Per Cannabis & Tech Today, the article at issue quotes Clinton as saying that standardizing CBD testing to help with pain management could, ultimately, mean the compound might prove an alternative to opioids.

“We need to have a national standard of the THC count of these products and what the tests show,” he reportedly said, adding that “CBD could be a viable outlet for pain relief. We could potentially not lose so many people.”

The Centers for Disease Control and Prevention (CDC) reports that prescriptions opioids to treat chronic and acute pain have their place when used appropriately.

“However, serious risks are associated with their use, and it is essential to carefully consider the risks of using prescription opioids alongside their benefits. These risks include misuse, opioid use disorder (addiction), overdoses, and death,” the CDC points out.

It reports that from 1999 to 2019, almost 500,000 people died from an overdose involving any opioid, including prescription and illicit opioids.

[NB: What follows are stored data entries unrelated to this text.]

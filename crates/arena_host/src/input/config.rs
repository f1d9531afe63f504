// crates/arena_host/src/input/config.rs

use std::collections::BTreeMap;

use arena_shared::{canonical_actions, ActionId};
use tracing::debug;

use crate::error::Result;
use crate::input::{ActionRegistry, InputMap, KeyCode};

/// Centralized defaults for input configuration.
/// This keeps App::new small and makes it easy to tweak or mod.
pub struct InputDefaults;

impl InputDefaults {
    /// Registers the canonical actions and their default key bindings.
    ///
    /// IMPORTANT: actions are registered in `canonical_actions::NAMES` order so
    /// their numeric IDs match the constants the combat core reads.
    pub fn setup(registry: &mut ActionRegistry, input_map: &mut InputMap) {
        for (index, name) in canonical_actions::NAMES.iter().enumerate() {
            let id = registry.register(name);
            // Debug-only to avoid panics in Release.
            debug_assert_eq!(id as usize, index);
        }

        for (key, action) in Self::default_bindings() {
            input_map.bind(key, action);
        }
    }

    pub fn default_bindings() -> [(KeyCode, ActionId); 8] {
        use canonical_actions::*;
        [
            (KeyCode::KeyW, MOVE_UP),
            (KeyCode::KeyS, MOVE_DOWN),
            (KeyCode::KeyA, MOVE_LEFT),
            (KeyCode::KeyD, MOVE_RIGHT),
            (KeyCode::ShiftLeft, RUN),
            (KeyCode::MouseLeft, ATTACK),
            (KeyCode::MouseRight, BLOCK),
            (KeyCode::Escape, QUIT),
        ]
    }

    /// Applies `[bindings]` from the tuning file: each listed action loses its
    /// default keys and gets exactly the keys given.
    pub fn apply_overrides(
        overrides: &BTreeMap<String, Vec<String>>,
        registry: &ActionRegistry,
        input_map: &mut InputMap,
    ) -> Result<()> {
        for (action_name, key_names) in overrides {
            let action = registry.resolve(action_name)?;
            let keys = key_names
                .iter()
                .map(|name| name.parse::<KeyCode>())
                .collect::<Result<Vec<_>>>()?;

            input_map.unbind_action(action);
            for key in keys {
                input_map.bind(key, action);
            }
            debug!(action = %action_name, keys = ?key_names, "rebound action");
        }
        Ok(())
    }
}
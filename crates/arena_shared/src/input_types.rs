// crates/arena_shared/src/input_types.rs
//! Compact input types handed from the host to the combat core once per tick.

use glam::Vec2;
use serde::{Deserialize, Serialize};

/// Stable Integer ID for Actions
pub type ActionId = u32;
pub const ACTION_NOT_FOUND: ActionId = u32::MAX;

/// Actions the combat core reads. The host registers these first so the
/// numeric IDs line up with the registry.
pub mod canonical_actions {
    use super::ActionId;

    pub const MOVE_UP: ActionId = 0;
    pub const MOVE_DOWN: ActionId = 1;
    pub const MOVE_LEFT: ActionId = 2;
    pub const MOVE_RIGHT: ActionId = 3;
    pub const RUN: ActionId = 4;
    pub const ATTACK: ActionId = 5;
    pub const BLOCK: ActionId = 6;
    pub const QUIT: ActionId = 7;

    /// Registration order; index == id.
    pub const NAMES: [&str; 8] = [
        "MoveUp",
        "MoveDown",
        "MoveLeft",
        "MoveRight",
        "Run",
        "Attack",
        "Block",
        "Quit",
    ];
}

/// One polled snapshot of the input devices.
///
/// `pointer` is in screen coordinates; the camera keeps the player centred,
/// so the combat core compares it against the screen centre to pick a facing.
#[derive(Debug, Clone, Copy, PartialEq, Default, Serialize, Deserialize)]
pub struct InputState {
    /// Bitmask for up to 64 digital actions.
    pub digital_mask: u64,
    pub pointer: Vec2,
}

impl InputState {
    /// Safe check; returns false for out-of-range ids (including ACTION_NOT_FOUND).
    pub fn is_active(&self, action_id: ActionId) -> bool {
        if (action_id as usize) >= 64 {
            return false;
        }
        (self.digital_mask & (1u64 << action_id)) != 0
    }

    pub fn set_active(&mut self, action_id: ActionId, active: bool) {
        if (action_id as usize) >= 64 {
            return;
        }
        if active {
            self.digital_mask |= 1u64 << action_id;
        } else {
            self.digital_mask &= !(1u64 << action_id);
        }
    }

    /// Builder used by scripted input and tests.
    pub fn with(mut self, action_id: ActionId) -> Self {
        self.set_active(action_id, true);
        self
    }

    pub fn with_pointer(mut self, pointer: Vec2) -> Self {
        self.pointer = pointer;
        self
    }

    /// Raw movement axes from the four movement keys (not normalized).
    /// +x is right, +y is down (screen space).
    pub fn movement_axes(&self) -> Vec2 {
        use canonical_actions::*;
        let mut axes = Vec2::ZERO;
        if self.is_active(MOVE_UP) { axes.y -= 1.0; }
        if self.is_active(MOVE_DOWN) { axes.y += 1.0; }
        if self.is_active(MOVE_LEFT) { axes.x -= 1.0; }
        if self.is_active(MOVE_RIGHT) { axes.x += 1.0; }
        axes
    }
}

Despite the accuracy of the article, “it was pressure from the Clinton camp PR team that the comments were supposed to be closed to the press, so we respected the writer’s request,” a Cannabis & Tech Today editor wrote to Marijuana Moment in a Twitter direct message.

Although Clinton’s administration opposed the legalization of medicinal marijuana, Drug Policy reported when he was out of office in 2014, the former president had apparently had a change of heart. Citing comments made on Meet the Press, Clinton said there was “a lot of evidence” for using medical marijuana, despite it breaching federal law.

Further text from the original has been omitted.